BEGIN MATERIALS PROVIDED

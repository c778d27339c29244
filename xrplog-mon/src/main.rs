//! xrplog-mon - Ledger WebSocket monitor
//!
//! Connects to a public XRP ledger WebSocket server, classifies every push
//! message it receives, persists the classified records to a local SQLite
//! log, and prints each outcome. Offline maintenance modes list and delete
//! stored records without connecting.

use anyhow::{Context, Result};
use clap::Parser;
use tokio::sync::broadcast;
use tracing::{info, warn};

use xrplog_common::config::{database_path, resolve_root_folder, resolve_server_url};
use xrplog_common::db::{init_database, RecordStore};
use xrplog_common::events::{EventBus, LedgerEvent};
use xrplog_mon::coordinator::Coordinator;
use xrplog_mon::transport;

/// Command-line arguments for xrplog-mon
#[derive(Parser, Debug)]
#[command(name = "xrplog-mon")]
#[command(about = "XRP ledger WebSocket monitor")]
#[command(version)]
struct Args {
    /// WebSocket server URL (falls back to env, config file, then the
    /// public ledger server)
    #[arg(short, long)]
    url: Option<String>,

    /// Root folder containing the log database
    #[arg(short, long)]
    root_folder: Option<String>,

    /// Command strings to send once the connection opens (repeatable)
    #[arg(short, long = "send")]
    send: Vec<String>,

    /// Print stored records (newest first) and exit
    #[arg(long)]
    list: bool,

    /// Delete stored records by id and exit
    #[arg(long, value_delimiter = ',')]
    delete: Vec<i64>,
}

#[tokio::main]
async fn main() -> Result<()> {
    tracing_subscriber::fmt()
        .with_env_filter(
            tracing_subscriber::EnvFilter::from_default_env()
                .add_directive(tracing::Level::INFO.into()),
        )
        .init();

    let args = Args::parse();

    info!("Starting XRPLog monitor v{}", env!("CARGO_PKG_VERSION"));

    let root_folder = resolve_root_folder(args.root_folder.as_deref());
    let db_path = database_path(&root_folder);
    info!("Database path: {}", db_path.display());

    let pool = init_database(&db_path)
        .await
        .context("database initialization failed")?;
    let store = RecordStore::new(pool);

    // Maintenance modes run against the store without connecting
    if args.list {
        for stored in store.list_ordered_by_created_at_desc().await? {
            println!("{}", serde_json::to_string(&stored)?);
        }
        return Ok(());
    }
    if !args.delete.is_empty() {
        let removed = store.delete_by_ids(&args.delete).await?;
        info!("Deleted {removed} record(s)");
        return Ok(());
    }

    let url = resolve_server_url(args.url.as_deref())?;
    info!("Connecting to {url}");

    let bus = EventBus::new(1024);
    let mut events = bus.subscribe();

    let (handle, transport_rx) = transport::connect(&url)
        .await
        .context("connection failed")?;

    for command in &args.send {
        handle.send(command.clone()).await?;
    }

    let coordinator = Coordinator::new(bus.clone(), store);
    let coordinator_task = tokio::spawn(coordinator.run(transport_rx));

    // Log every pipeline outcome until the connection goes away or ctrl-c
    loop {
        tokio::select! {
            event = events.recv() => match event {
                Ok(LedgerEvent::ConnectionClosed { reason, .. }) => {
                    info!("Connection closed: {reason}");
                    break;
                }
                Ok(LedgerEvent::ConnectionError { message, .. }) => {
                    warn!("Connection error: {message}");
                    break;
                }
                Ok(event) => info!("{}", serde_json::to_string(&event)?),
                Err(broadcast::error::RecvError::Lagged(missed)) => {
                    warn!("Event log fell behind, missed {missed} event(s)");
                }
                Err(broadcast::error::RecvError::Closed) => break,
            },
            _ = tokio::signal::ctrl_c() => {
                info!("Shutting down");
                let _ = handle.close().await;
                break;
            }
        }
    }

    coordinator_task.abort();

    Ok(())
}
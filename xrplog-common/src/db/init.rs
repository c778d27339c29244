//! Database initialization
//!
//! Creates the log database on first run; opening an existing database is a
//! no-op beyond connecting. Table creation is idempotent.

use crate::Result;
use sqlx::sqlite::SqlitePoolOptions;
use sqlx::SqlitePool;
use std::path::Path;
use tracing::info;

/// Initialize the database connection pool and create the logs table if needed
pub async fn init_database(db_path: &Path) -> Result<SqlitePool> {
    let newly_created = !db_path.exists();

    // Create parent directory if it doesn't exist
    if let Some(parent) = db_path.parent() {
        std::fs::create_dir_all(parent)?;
    }

    let db_url = format!("sqlite://{}?mode=rwc", db_path.display());
    let pool = SqlitePoolOptions::new()
        .max_connections(5)
        .connect(&db_url)
        .await?;

    if newly_created {
        info!("Initialized new database: {}", db_path.display());
    } else {
        info!("Opened existing database: {}", db_path.display());
    }

    // WAL allows the coordinator to append while maintenance reads run
    sqlx::query("PRAGMA journal_mode = WAL")
        .execute(&pool)
        .await?;

    sqlx::query("PRAGMA busy_timeout = 5000")
        .execute(&pool)
        .await?;

    create_logs_table(&pool).await?;

    Ok(pool)
}

/// Create the logs table (idempotent)
///
/// AUTOINCREMENT keeps row ids monotonically increasing and never reused
/// after deletion. One row per classified record; the nullable columns are
/// populated according to the row's `type` discriminant.
async fn create_logs_table(pool: &SqlitePool) -> Result<()> {
    sqlx::query(
        r#"
        CREATE TABLE IF NOT EXISTS logs (
            id INTEGER PRIMARY KEY AUTOINCREMENT,
            type INTEGER NOT NULL,
            account TEXT,
            destination TEXT,
            balance TEXT,
            amount INTEGER,
            peers INTEGER,
            fee REAL,
            sequence TEXT,
            message TEXT,
            time_created INTEGER NOT NULL
        )
        "#,
    )
    .execute(pool)
    .await?;

    Ok(())
}
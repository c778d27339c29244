//! Configuration loading and root folder resolution

use crate::{Error, Result};
use std::path::{Path, PathBuf};

/// Public ledger server used when no URL is configured anywhere
pub const DEFAULT_SERVER_URL: &str = "wss://s1.ripple.com";

/// Environment variable overriding the root folder
pub const ROOT_FOLDER_ENV: &str = "XRPLOG_ROOT_FOLDER";

/// Environment variable overriding the server URL
pub const SERVER_URL_ENV: &str = "XRPLOG_SERVER_URL";

/// Resolve the root folder holding the log database, in priority order:
/// 1. Command-line argument (highest priority)
/// 2. `XRPLOG_ROOT_FOLDER` environment variable
/// 3. `root_folder` key in the TOML config file
/// 4. OS-dependent default (fallback)
pub fn resolve_root_folder(cli_arg: Option<&str>) -> PathBuf {
    if let Some(path) = cli_arg {
        return PathBuf::from(path);
    }

    if let Ok(path) = std::env::var(ROOT_FOLDER_ENV) {
        return PathBuf::from(path);
    }

    if let Some(path) = config_file_value("root_folder") {
        return PathBuf::from(path);
    }

    default_root_folder()
}

/// Resolve the WebSocket server URL with the same four-tier priority as
/// [`resolve_root_folder`]. Fails when the resolved value is not a
/// `ws://` or `wss://` URL.
pub fn resolve_server_url(cli_arg: Option<&str>) -> Result<String> {
    let url = cli_arg
        .map(String::from)
        .or_else(|| std::env::var(SERVER_URL_ENV).ok())
        .or_else(|| config_file_value("server_url"))
        .unwrap_or_else(|| DEFAULT_SERVER_URL.to_string());

    if url.starts_with("ws://") || url.starts_with("wss://") {
        Ok(url)
    } else {
        Err(Error::Config(format!(
            "Server URL must use ws:// or wss:// scheme: {url}"
        )))
    }
}

/// Path of the log database inside the root folder
pub fn database_path(root_folder: &Path) -> PathBuf {
    root_folder.join("xrplog.db")
}

/// Read a string value from the TOML config file, if one exists
fn config_file_value(key: &str) -> Option<String> {
    let path = find_config_file()?;
    let content = std::fs::read_to_string(path).ok()?;
    let config = toml::from_str::<toml::Value>(&content).ok()?;

    config.get(key).and_then(|v| v.as_str()).map(String::from)
}

/// Locate the config file: `<config dir>/xrplog/config.toml` first, then
/// `/etc/xrplog/config.toml` on unix
fn find_config_file() -> Option<PathBuf> {
    if let Some(path) = dirs::config_dir().map(|d| d.join("xrplog").join("config.toml")) {
        if path.exists() {
            return Some(path);
        }
    }

    if cfg!(unix) {
        let system = PathBuf::from("/etc/xrplog/config.toml");
        if system.exists() {
            return Some(system);
        }
    }

    None
}

fn default_root_folder() -> PathBuf {
    dirs::data_dir()
        .map(|d| d.join("xrplog"))
        .unwrap_or_else(|| PathBuf::from("."))
}
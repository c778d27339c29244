//! Record store queries
//!
//! Append-only from the pipeline's perspective: records are inserted once,
//! listed newest-first, and eventually hard-deleted by id. There is no
//! update path; records are immutable after classification.

use chrono::TimeZone;
use sqlx::sqlite::SqliteRow;
use sqlx::{Row, SqlitePool};

use crate::records::{LedgerRecord, RecordKind, StoredRecord};
use crate::{Error, Result};

// Log row type discriminants
const TYPE_INFO: i64 = 0;
const TYPE_TRANSACTION: i64 = 1;
const TYPE_STATE: i64 = 2;

/// SQLite-backed store for classified records
#[derive(Clone)]
pub struct RecordStore {
    pool: SqlitePool,
}

impl RecordStore {
    pub fn new(pool: SqlitePool) -> Self {
        Self { pool }
    }

    /// Append a classified record; returns the store-assigned row id.
    ///
    /// Ids are assigned by SQLite AUTOINCREMENT: unique, monotonically
    /// increasing, never reused after deletion.
    pub async fn append(&self, record: &LedgerRecord) -> Result<i64> {
        let time_created = record.created_at.timestamp_millis();

        let result = match &record.kind {
            RecordKind::Info {
                account,
                balance,
                sequence,
            } => {
                sqlx::query(
                    "INSERT INTO logs (type, account, balance, sequence, time_created) \
                     VALUES (?, ?, ?, ?, ?)",
                )
                .bind(TYPE_INFO)
                .bind(account)
                .bind(balance)
                .bind(sequence)
                .bind(time_created)
                .execute(&self.pool)
                .await?
            }
            RecordKind::Transaction {
                account,
                destination,
                amount,
                fee,
                sequence,
                result_message,
            } => {
                sqlx::query(
                    "INSERT INTO logs \
                     (type, account, destination, amount, fee, sequence, message, time_created) \
                     VALUES (?, ?, ?, ?, ?, ?, ?, ?)",
                )
                .bind(TYPE_TRANSACTION)
                .bind(account)
                .bind(destination)
                .bind(amount)
                .bind(*fee as f64)
                .bind(sequence.to_string())
                .bind(result_message)
                .bind(time_created)
                .execute(&self.pool)
                .await?
            }
            RecordKind::State { peer_count, fee } => {
                sqlx::query(
                    "INSERT INTO logs (type, peers, fee, time_created) VALUES (?, ?, ?, ?)",
                )
                .bind(TYPE_STATE)
                .bind(peer_count)
                .bind(fee)
                .bind(time_created)
                .execute(&self.pool)
                .await?
            }
        };

        Ok(result.last_insert_rowid())
    }

    /// Hard-delete records by id; returns the number of rows removed.
    /// Deletion is final; unknown ids are ignored.
    pub async fn delete_by_ids(&self, ids: &[i64]) -> Result<u64> {
        if ids.is_empty() {
            return Ok(0);
        }

        let placeholders = vec!["?"; ids.len()].join(", ");
        let sql = format!("DELETE FROM logs WHERE id IN ({placeholders})");

        let mut query = sqlx::query(&sql);
        for id in ids {
            query = query.bind(id);
        }

        Ok(query.execute(&self.pool).await?.rows_affected())
    }

    /// All stored records, newest first. Ties on `time_created` (records
    /// classified within the same millisecond) break on id, so the order
    /// always reflects insertion order reversed.
    pub async fn list_ordered_by_created_at_desc(&self) -> Result<Vec<StoredRecord>> {
        let rows = sqlx::query(
            "SELECT id, type, account, destination, balance, amount, peers, fee, \
                    sequence, message, time_created \
             FROM logs ORDER BY time_created DESC, id DESC",
        )
        .fetch_all(&self.pool)
        .await?;

        rows.iter().map(row_to_record).collect()
    }
}

fn row_to_record(row: &SqliteRow) -> Result<StoredRecord> {
    let id: i64 = row.try_get("id")?;
    let row_type: i64 = row.try_get("type")?;

    let time_created: i64 = row.try_get("time_created")?;
    let created_at = chrono::Utc
        .timestamp_millis_opt(time_created)
        .single()
        .ok_or_else(|| Error::Internal(format!("invalid time_created in log row {id}")))?;

    let kind = match row_type {
        TYPE_INFO => RecordKind::Info {
            account: row.try_get("account")?,
            balance: row.try_get("balance")?,
            sequence: row.try_get("sequence")?,
        },
        TYPE_TRANSACTION => {
            // The fee column is REAL to accommodate state rows; transaction
            // fees are integral drops.
            let fee: f64 = row.try_get("fee")?;
            let sequence: String = row.try_get("sequence")?;

            RecordKind::Transaction {
                account: row.try_get("account")?,
                destination: row.try_get("destination")?,
                amount: row.try_get("amount")?,
                fee: fee as i64,
                sequence: sequence
                    .parse()
                    .map_err(|_| Error::Internal(format!("invalid sequence in log row {id}")))?,
                result_message: row.try_get("message")?,
            }
        }
        TYPE_STATE => RecordKind::State {
            peer_count: row.try_get("peers")?,
            fee: row.try_get("fee")?,
        },
        other => {
            return Err(Error::Internal(format!(
                "unknown log row type {other} in row {id}"
            )))
        }
    };

    Ok(StoredRecord {
        id,
        record: LedgerRecord { kind, created_at },
    })
}
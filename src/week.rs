use chrono::{Datelike, Days, NaiveDate};
use serde::{Deserialize, Serialize};

/// A Sunday through Saturday calendar week.
#[derive(Debug, Clone, Copy, PartialEq, Eq, Hash, Serialize, Deserialize)]
pub struct Week {
    first_day: NaiveDate,
    last_day: NaiveDate,
}

impl Week {
    /// The week containing `date`. At the ends of the representable
    /// calendar the week is cut short at `NaiveDate::MIN`/`MAX`.
    pub fn containing(date: NaiveDate) -> Self {
        let offset = u64::from(date.weekday().num_days_from_sunday());
        let first_day = date.checked_sub_days(Days::new(offset)).unwrap_or(NaiveDate::MIN);
        let last_day = date
            .checked_add_days(Days::new(6 - offset))
            .unwrap_or(NaiveDate::MAX);
        Self {
            first_day,
            last_day,
        }
    }

    pub fn first_day(&self) -> NaiveDate {
        self.first_day
    }

    pub fn last_day(&self) -> NaiveDate {
        self.last_day
    }

    pub fn contains(&self, date: NaiveDate) -> bool {
        self.first_day <= date && date <= self.last_day
    }

    /// The week's dates, Sunday first. Seven except at the calendar ends.
    pub fn dates(&self) -> Vec<NaiveDate> {
        (0..7)
            .filter_map(|offset| self.first_day.checked_add_days(Days::new(offset)))
            .take_while(|date| *date <= self.last_day)
            .collect()
    }

    /// The following week, or this one when none is representable.
    pub fn next(&self) -> Self {
        self.last_day
            .succ_opt()
            .map(Self::containing)
            .unwrap_or(*self)
    }

    pub fn previous(&self) -> Self {
        self.first_day
            .pred_opt()
            .map(Self::containing)
            .unwrap_or(*self)
    }
}
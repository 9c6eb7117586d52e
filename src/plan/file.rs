use super::{PlanError, PlanResult, SchoolPlan};
use crate::calculations::attendance::AttendanceLedger;
use crate::task::{CompletionRecord, StudentId, TaskId};
use chrono::NaiveDate;
use serde::{Deserialize, Serialize};
use std::fs::File;
use std::path::Path;

pub fn save_plan_to_json<P: AsRef<Path>>(plan: &SchoolPlan, path: P) -> PlanResult<()> {
    super::validate_plan(plan)?;
    let file = File::create(path)?;
    serde_json::to_writer_pretty(file, plan)?;
    Ok(())
}

/// Loads and validates a plan. Courses come back with tasks sorted by
/// `order`.
pub fn load_plan_from_json<P: AsRef<Path>>(path: P) -> PlanResult<SchoolPlan> {
    let file = File::open(path)?;
    let mut plan: SchoolPlan = serde_json::from_reader(file)?;
    super::validate_plan(&plan)?;
    for course in &mut plan.school_year.courses {
        course.tasks.sort_by_key(|task| task.order);
    }
    tracing::debug!(
        courses = plan.school_year.courses.len(),
        students = plan.students.len(),
        completions = plan.completions.len(),
        "plan loaded"
    );
    Ok(plan)
}

#[derive(Serialize, Deserialize)]
struct CompletionCsvRecord {
    student_id: StudentId,
    task_id: TaskId,
    completed_date: String,
}

impl From<&CompletionRecord> for CompletionCsvRecord {
    fn from(record: &CompletionRecord) -> Self {
        Self {
            student_id: record.student_id,
            task_id: record.task_id,
            completed_date: format_date(record.completed_date),
        }
    }
}

impl CompletionCsvRecord {
    fn into_record(self) -> PlanResult<CompletionRecord> {
        let completed_date = parse_date(&self.completed_date)?;
        Ok(CompletionRecord::new(
            self.student_id,
            self.task_id,
            completed_date,
        ))
    }
}

#[derive(Serialize)]
struct AttendanceCsvRecord {
    date: String,
    is_school_day: bool,
    is_break: bool,
    attended: bool,
}

pub fn save_completions_to_csv<P: AsRef<Path>>(
    records: &[CompletionRecord],
    path: P,
) -> PlanResult<()> {
    let file = File::create(path)?;
    let mut writer = csv::Writer::from_writer(file);
    for record in records {
        writer.serialize(CompletionCsvRecord::from(record))?;
    }
    writer.flush()?;
    Ok(())
}

pub fn load_completions_from_csv<P: AsRef<Path>>(path: P) -> PlanResult<Vec<CompletionRecord>> {
    let file = File::open(path)?;
    let mut reader = csv::Reader::from_reader(file);
    let mut records = Vec::new();
    for row in reader.deserialize::<CompletionCsvRecord>() {
        records.push(row?.into_record()?);
    }
    Ok(records)
}

pub fn save_attendance_to_csv<P: AsRef<Path>>(
    ledger: &AttendanceLedger,
    path: P,
) -> PlanResult<()> {
    let file = File::create(path)?;
    let mut writer = csv::Writer::from_writer(file);
    for entry in &ledger.entries {
        writer.serialize(AttendanceCsvRecord {
            date: format_date(entry.date),
            is_school_day: entry.is_school_day,
            is_break: entry.is_break,
            attended: entry.attended,
        })?;
    }
    writer.flush()?;
    Ok(())
}

fn format_date(date: NaiveDate) -> String {
    date.format("%Y-%m-%d").to_string()
}

fn parse_date(input: &str) -> PlanResult<NaiveDate> {
    NaiveDate::parse_from_str(input.trim(), "%Y-%m-%d")
        .map_err(|e| PlanError::InvalidData(format!("invalid date '{input}': {e}")))
}
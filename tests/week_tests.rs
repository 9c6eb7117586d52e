use chrono::{Datelike, NaiveDate, Weekday};
use homeschool_schedule::Week;

fn d(y: i32, m: u32, d: u32) -> NaiveDate {
    NaiveDate::from_ymd_opt(y, m, d).unwrap()
}

#[test]
fn week_runs_sunday_through_saturday() {
    // 2021-03-10 is a Wednesday
    let week = Week::containing(d(2021, 3, 10));
    assert_eq!(week.first_day(), d(2021, 3, 7));
    assert_eq!(week.last_day(), d(2021, 3, 13));
    assert_eq!(week.first_day().weekday(), Weekday::Sun);
    assert_eq!(week.last_day().weekday(), Weekday::Sat);
}

#[test]
fn week_boundaries_belong_to_their_own_week() {
    assert_eq!(Week::containing(d(2021, 3, 7)).first_day(), d(2021, 3, 7));
    assert_eq!(Week::containing(d(2021, 3, 13)).first_day(), d(2021, 3, 7));
    assert_eq!(Week::containing(d(2021, 3, 14)).first_day(), d(2021, 3, 14));
}

#[test]
fn week_spans_year_boundary() {
    // 2021-01-01 is a Friday
    let week = Week::containing(d(2021, 1, 1));
    assert_eq!(week.first_day(), d(2020, 12, 27));
    assert_eq!(week.last_day(), d(2021, 1, 2));
}

#[test]
fn dates_and_navigation() {
    let week = Week::containing(d(2021, 3, 10));
    let dates = week.dates();
    assert_eq!(dates.len(), 7);
    assert_eq!(dates[0], d(2021, 3, 7));
    assert_eq!(dates[6], d(2021, 3, 13));
    assert!(week.contains(d(2021, 3, 9)));
    assert!(!week.contains(d(2021, 3, 14)));

    assert_eq!(week.next().first_day(), d(2021, 3, 14));
    assert_eq!(week.previous().first_day(), d(2021, 2, 28));
    assert_eq!(week.next().previous(), week);
}

#[test]
fn weeks_at_the_calendar_limits_are_clamped() {
    let last = Week::containing(NaiveDate::MAX);
    assert!(last.contains(NaiveDate::MAX));
    assert_eq!(last.last_day(), NaiveDate::MAX);
    assert_eq!(last.next(), last);
    assert!(!last.dates().is_empty() && last.dates().len() <= 7);

    let first = Week::containing(NaiveDate::MIN);
    assert!(first.contains(NaiveDate::MIN));
    assert_eq!(first.first_day(), NaiveDate::MIN);
    assert_eq!(first.previous(), first);
    assert!(!first.dates().is_empty() && first.dates().len() <= 7);
}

END MATERIALS PROVIDED

Could you return all lines from the records that include the word "monitor"?

//! xrplog-mon - Ledger WebSocket monitor
#[command(about = "XRP ledger WebSocket monitor")]
    info!("Starting XRPLog monitor v{}", env!("CARGO_PKG_VERSION"));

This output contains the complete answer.